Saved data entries
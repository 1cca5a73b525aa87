// src/grouping.rs
//! AI grouping refiner: a second dedup pass that asks the text-generation
//! collaborator to cluster remaining candidates by real-world event and keep
//! one representative per cluster.
//!
//! Fail-open by contract: any empty, unparsable or errored response returns
//! the input unchanged. Losing articles silently is worse than keeping
//! near-duplicates.

use once_cell::sync::OnceCell;
use regex::Regex;

use crate::ai::GenClient;
use crate::article::Article;

fn build_prompt(articles: &[Article]) -> String {
    let titles: Vec<String> = articles
        .iter()
        .enumerate()
        .map(|(i, a)| format!("{}. {}", i + 1, a.title))
        .collect();
    format!(
        "아래 뉴스 제목들을 읽고, 서로 다른 언론사에서 보도했지만 사실상 같은 \
         소식이나 사건을 다루는 기사들을 그룹화해줘.\n\
         각 그룹 내에서는 가장 대표성이 있는 기사 번호 하나만 선택해.\n\
         최종적으로 선택된 기사 번호들만 쉼표로 구분해서 보내줘. 다른 설명은 하지 마.\n\
         예시: 1, 4, 7\n\n\
         뉴스 제목 리스트:\n{}",
        titles.join("\n")
    )
}

/// Extract 1-based indices from the model reply, mapped to 0-based, bounds
/// checked, first-seen order preserved.
fn parse_indices(response: &str, len: usize) -> Vec<usize> {
    static RE_NUM: OnceCell<Regex> = OnceCell::new();
    let re = RE_NUM.get_or_init(|| Regex::new(r"\d+").unwrap());

    let mut seen = vec![false; len];
    let mut out = Vec::new();
    for m in re.find_iter(response) {
        let Ok(n) = m.as_str().parse::<usize>() else {
            continue;
        };
        if n == 0 || n > len {
            continue;
        }
        let idx = n - 1;
        if !seen[idx] {
            seen[idx] = true;
            out.push(idx);
        }
    }
    out
}

/// Refine one keyword's candidates. No-op for groups of one.
pub async fn refine_group(client: &dyn GenClient, articles: Vec<Article>) -> Vec<Article> {
    if articles.len() <= 1 {
        return articles;
    }

    tracing::info!(count = articles.len(), "ai grouping pass");
    let Some(response) = client.generate(&build_prompt(&articles)).await else {
        tracing::warn!("grouping response unavailable, keeping all candidates");
        return articles;
    };

    let indices = parse_indices(&response, articles.len());
    if indices.is_empty() {
        tracing::warn!(%response, "grouping response unparsable, keeping all candidates");
        return articles;
    }

    let mut slots: Vec<Option<Article>> = articles.into_iter().map(Some).collect();
    indices
        .into_iter()
        .filter_map(|i| slots[i].take())
        .collect()
}

/// Apply the refiner independently per keyword, preserving configured
/// keyword order. Groups of ≤ 1 skip the collaborator entirely.
pub async fn refine_by_keyword(
    client: &dyn GenClient,
    articles: Vec<Article>,
    keywords: &[String],
) -> Vec<Article> {
    let mut refined = Vec::with_capacity(articles.len());
    for kw in keywords {
        let group: Vec<Article> = articles
            .iter()
            .filter(|a| &a.keyword == kw)
            .cloned()
            .collect();
        if group.is_empty() {
            continue;
        }
        refined.extend(refine_group(client, group).await);
    }
    refined
}
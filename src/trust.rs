// src/trust.rs
//! # Trust table
//!
//! Maps an article's URL/title text to an outlet credibility score using an
//! injected, immutable, **ordered** list of (outlet pattern, score) pairs.
//!
//! - First pattern found as a substring of `url + " " + title` wins; table
//!   order is the tie-break when outlet names overlap as substrings.
//! - Loads from a JSON config file, falling back to a built-in seed.
//! - No match falls back to the feed-provided source hint, or `기타`.

use serde::Deserialize;
use std::{fs, path::Path};

use crate::article::SOURCE_OTHER;

pub const DEFAULT_TRUST_SCORE: i32 = 50;

/// Ordered outlet reputation table.
#[derive(Debug, Clone, Deserialize)]
pub struct TrustTable {
    /// (outlet pattern, score) in priority order.
    pub entries: Vec<(String, i32)>,
    /// Score when no pattern matches.
    #[serde(default = "default_score")]
    pub default_score: i32,
}

fn default_score() -> i32 {
    DEFAULT_TRUST_SCORE
}

impl TrustTable {
    /// Load the table from a JSON file. Falls back to `default_seed()` on
    /// any read or parse error.
    pub fn load_from_file<P: AsRef<Path>>(path: P) -> Self {
        match fs::read_to_string(path) {
            Ok(s) => serde_json::from_str(&s).unwrap_or_else(|_| Self::default_seed()),
            Err(_) => Self::default_seed(),
        }
    }

    /// Score an article by scanning `url + " " + title` for the first outlet
    /// pattern in table order. Returns the score and the detected outlet
    /// name; on no match, the feed-provided `source_hint` (or `기타` when the
    /// hint is itself empty or the placeholder).
    pub fn score(&self, url: &str, title: &str, source_hint: &str) -> (i32, String) {
        let haystack = format!("{url} {title}");
        for (pattern, score) in &self.entries {
            if !pattern.is_empty() && haystack.contains(pattern.as_str()) {
                return (*score, pattern.clone());
            }
        }
        let hint = source_hint.trim();
        let detected = if hint.is_empty() || hint == SOURCE_OTHER {
            SOURCE_OTHER.to_string()
        } else {
            hint.to_string()
        };
        (self.default_score, detected)
    }

    /// Built-in seed of Korean outlets, tiered by credibility. Order matters:
    /// earlier entries win when outlet names overlap as substrings.
    pub fn default_seed() -> Self {
        let entries = [
            // Tier 1: wire services / public broadcasters
            ("연합뉴스", 100),
            ("연합뉴스TV", 100),
            ("KBS", 95),
            ("MBC", 95),
            ("SBS", 95),
            ("YTN", 90),
            ("JTBC", 90),
            // Tier 2: national dailies
            ("조선일보", 85),
            ("중앙일보", 85),
            ("동아일보", 85),
            ("한겨레", 85),
            ("경향신문", 85),
            ("한국일보", 85),
            ("국민일보", 80),
            // Tier 3: business press
            ("매일경제", 80),
            ("한국경제", 80),
            ("서울경제", 75),
            ("머니투데이", 75),
            ("이데일리", 75),
            ("파이낸셜뉴스", 75),
            // Tier 4: online outlets
            ("뉴스1", 70),
            ("뉴시스", 70),
            ("노컷뉴스", 65),
            ("오마이뉴스", 65),
        ]
        .into_iter()
        .map(|(name, score)| (name.to_string(), score))
        .collect();

        Self {
            entries,
            default_score: DEFAULT_TRUST_SCORE,
        }
    }
}

#[cfg(test)]
mod tests {
    use super::*;

    #[test]
    fn matches_outlet_in_title() {
        let t = TrustTable::default_seed();
        let (score, source) = t.score("https://yna.co.kr/article/1", "연합뉴스 단독보도", "");
        assert_eq!((score, source.as_str()), (100, "연합뉴스"));
    }

    #[test]
    fn matches_outlet_in_url() {
        let t = TrustTable::default_seed();
        let (score, source) = t.score("https://n.news.naver.com/JTBC/123", "무제", "");
        assert_eq!((score, source.as_str()), (90, "JTBC"));
    }

    #[test]
    fn falls_back_to_hint_then_placeholder() {
        let t = TrustTable::default_seed();
        let (score, source) = t.score("https://a.example/x", "무관한 제목", "어느지역신문");
        assert_eq!((score, source.as_str()), (DEFAULT_TRUST_SCORE, "어느지역신문"));

        let (score, source) = t.score("https://a.example/x", "무관한 제목", "  ");
        assert_eq!((score, source.as_str()), (DEFAULT_TRUST_SCORE, SOURCE_OTHER));
    }

    #[test]
    fn table_order_breaks_substring_ties() {
        // 연합뉴스TV contains 연합뉴스; the earlier entry wins by design.
        let t = TrustTable::default_seed();
        let (score, source) = t.score("", "연합뉴스TV 보도", "");
        assert_eq!(score, 100);
        assert_eq!(source, "연합뉴스");
    }

    #[test]
    fn bad_config_file_falls_back_to_seed() {
        let t = TrustTable::load_from_file("/nonexistent/trust.json");
        assert_eq!(t.default_score, DEFAULT_TRUST_SCORE);
        assert!(!t.entries.is_empty());
    }
}
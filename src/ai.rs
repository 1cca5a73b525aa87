// src/ai.rs
//! Text-generation client seam: provider abstraction + pacing wrapper.
//!
//! `None` from `generate` means "collaborator unavailable" — transport and
//! parse failures are absorbed at the call site so the pipeline can degrade
//! instead of aborting.

use std::time::Duration;

use anyhow::Result;
use serde::{Deserialize, Serialize};
use tokio::sync::Mutex;
use tokio::time::Instant;

/// Trait object used by the grouping refiner and the summarizer.
#[async_trait::async_trait]
pub trait GenClient: Send + Sync {
    /// Send one prompt; `None` signals "treat as unavailable".
    async fn generate(&self, prompt: &str) -> Option<String>;
    /// Provider name for diagnostics.
    fn provider_name(&self) -> &'static str;
}

pub type DynGenClient = std::sync::Arc<dyn GenClient>;

/// Gemini provider (REST `generateContent`). Requires `GEMINI_API_KEY`;
/// without it every call returns `None`.
pub struct GeminiProvider {
    http: reqwest::Client,
    api_key: String,
    model: String,
}

impl GeminiProvider {
    pub fn new(model_override: Option<&str>) -> Result<Self> {
        let api_key = std::env::var("GEMINI_API_KEY").unwrap_or_default();
        let http = reqwest::Client::builder()
            .user_agent("keyword-news-digest/0.1")
            .connect_timeout(Duration::from_secs(4))
            .timeout(Duration::from_secs(30))
            .build()?;
        let model = model_override.unwrap_or("gemini-2.0-flash").to_string();
        Ok(Self {
            http,
            api_key,
            model,
        })
    }
}

#[async_trait::async_trait]
impl GenClient for GeminiProvider {
    async fn generate(&self, prompt: &str) -> Option<String> {
        if self.api_key.is_empty() {
            tracing::warn!("GEMINI_API_KEY missing, text generation disabled");
            return None;
        }

        #[derive(Serialize)]
        struct Part<'a> {
            text: &'a str,
        }
        #[derive(Serialize)]
        struct Content<'a> {
            parts: Vec<Part<'a>>,
        }
        #[derive(Serialize)]
        #[serde(rename_all = "camelCase")]
        struct GenerationConfig {
            temperature: f32,
            max_output_tokens: u32,
        }
        #[derive(Serialize)]
        #[serde(rename_all = "camelCase")]
        struct Req<'a> {
            contents: Vec<Content<'a>>,
            generation_config: GenerationConfig,
        }
        #[derive(Deserialize)]
        struct Resp {
            candidates: Vec<Candidate>,
        }
        #[derive(Deserialize)]
        struct Candidate {
            content: RespContent,
        }
        #[derive(Deserialize)]
        struct RespContent {
            parts: Vec<RespPart>,
        }
        #[derive(Deserialize)]
        struct RespPart {
            text: String,
        }

        let req = Req {
            contents: vec![Content {
                parts: vec![Part { text: prompt }],
            }],
            generation_config: GenerationConfig {
                temperature: 0.5,
                max_output_tokens: 500,
            },
        };

        let url = format!(
            "https://generativelanguage.googleapis.com/v1beta/models/{}:generateContent?key={}",
            self.model, self.api_key
        );
        let resp = match self.http.post(&url).json(&req).send().await {
            Ok(r) => r,
            Err(e) => {
                tracing::warn!(error = ?e, "gemini transport error");
                return None;
            }
        };
        if !resp.status().is_success() {
            tracing::warn!(status = %resp.status(), "gemini non-success response");
            return None;
        }
        let body: Resp = resp.json().await.ok()?;
        let text = body
            .candidates
            .first()
            .and_then(|c| c.content.parts.first())
            .map(|p| p.text.trim().to_string())
            .unwrap_or_default();
        if text.is_empty() {
            None
        } else {
            Some(text)
        }
    }

    fn provider_name(&self) -> &'static str {
        "gemini"
    }
}

/// Returns `None` always; used when AI features are switched off.
pub struct DisabledClient;

#[async_trait::async_trait]
impl GenClient for DisabledClient {
    async fn generate(&self, _prompt: &str) -> Option<String> {
        None
    }
    fn provider_name(&self) -> &'static str {
        "disabled"
    }
}

/// Deterministic client for tests. Either repeats one fixed reply or plays
/// a script in order, answering `None` once the script runs out.
pub struct MockClient {
    fixed: Option<Option<String>>,
    script: Mutex<std::collections::VecDeque<Option<String>>>,
}

impl MockClient {
    /// Same reply for every call.
    pub fn replying(reply: impl Into<String>) -> Self {
        Self {
            fixed: Some(Some(reply.into())),
            script: Mutex::new(Default::default()),
        }
    }

    /// `None` for every call, like a provider that is down.
    pub fn unavailable() -> Self {
        Self {
            fixed: Some(None),
            script: Mutex::new(Default::default()),
        }
    }

    /// One entry per expected call, consumed in order.
    pub fn scripted(replies: Vec<Option<String>>) -> Self {
        Self {
            fixed: None,
            script: Mutex::new(replies.into()),
        }
    }
}

#[async_trait::async_trait]
impl GenClient for MockClient {
    async fn generate(&self, _prompt: &str) -> Option<String> {
        match &self.fixed {
            Some(reply) => reply.clone(),
            None => self.script.lock().await.pop_front().flatten(),
        }
    }
    fn provider_name(&self) -> &'static str {
        "mock"
    }
}

/// Pacing wrapper: a single in-flight call with a minimum delay between
/// consecutive calls. The external rate limit is the caller's problem, so it
/// lives in this wrapper rather than in any provider.
pub struct PacedClient<C: GenClient> {
    inner: C,
    min_interval: Duration,
    last_call: Mutex<Option<Instant>>,
}

impl<C: GenClient> PacedClient<C> {
    pub fn new(inner: C, min_interval: Duration) -> Self {
        Self {
            inner,
            min_interval,
            last_call: Mutex::new(None),
        }
    }
}

#[async_trait::async_trait]
impl<C: GenClient> GenClient for PacedClient<C> {
    async fn generate(&self, prompt: &str) -> Option<String> {
        // Holding the lock across the call serializes requests.
        let mut last = self.last_call.lock().await;
        if let Some(prev) = *last {
            let elapsed = prev.elapsed();
            if elapsed < self.min_interval {
                tokio::time::sleep(self.min_interval - elapsed).await;
            }
        }
        let out = self.inner.generate(prompt).await;
        *last = Some(Instant::now());
        out
    }

    fn provider_name(&self) -> &'static str {
        self.inner.provider_name()
    }
}

#[cfg(test)]
mod tests {
    use super::*;
    use std::sync::atomic::{AtomicUsize, Ordering};

    struct CountingClient {
        calls: AtomicUsize,
    }

    #[async_trait::async_trait]
    impl GenClient for CountingClient {
        async fn generate(&self, _prompt: &str) -> Option<String> {
            self.calls.fetch_add(1, Ordering::SeqCst);
            Some("ok".to_string())
        }
        fn provider_name(&self) -> &'static str {
            "counting"
        }
    }

    #[tokio::test(start_paused = true)]
    async fn paced_client_enforces_min_interval() {
        let paced = PacedClient::new(
            CountingClient {
                calls: AtomicUsize::new(0),
            },
            Duration::from_secs(6),
        );

        let t0 = Instant::now();
        assert_eq!(paced.generate("a").await.as_deref(), Some("ok"));
        assert_eq!(paced.generate("b").await.as_deref(), Some("ok"));
        assert!(t0.elapsed() >= Duration::from_secs(6));
    }

    #[tokio::test]
    async fn disabled_client_is_silent() {
        assert!(DisabledClient.generate("anything").await.is_none());
    }

    #[tokio::test]
    async fn mock_client_plays_its_script_in_order() {
        let mock = MockClient::scripted(vec![Some("first".to_string()), None]);
        assert_eq!(mock.generate("a").await.as_deref(), Some("first"));
        assert!(mock.generate("b").await.is_none());
        // Script exhausted.
        assert!(mock.generate("c").await.is_none());

        let fixed = MockClient::replying("ok");
        assert_eq!(fixed.generate("a").await.as_deref(), Some("ok"));
        assert_eq!(fixed.generate("b").await.as_deref(), Some("ok"));
    }
}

[Prompt]:
Count, in the data above, the lines that hold "inner". Return only that count.

[Exercise response]:
5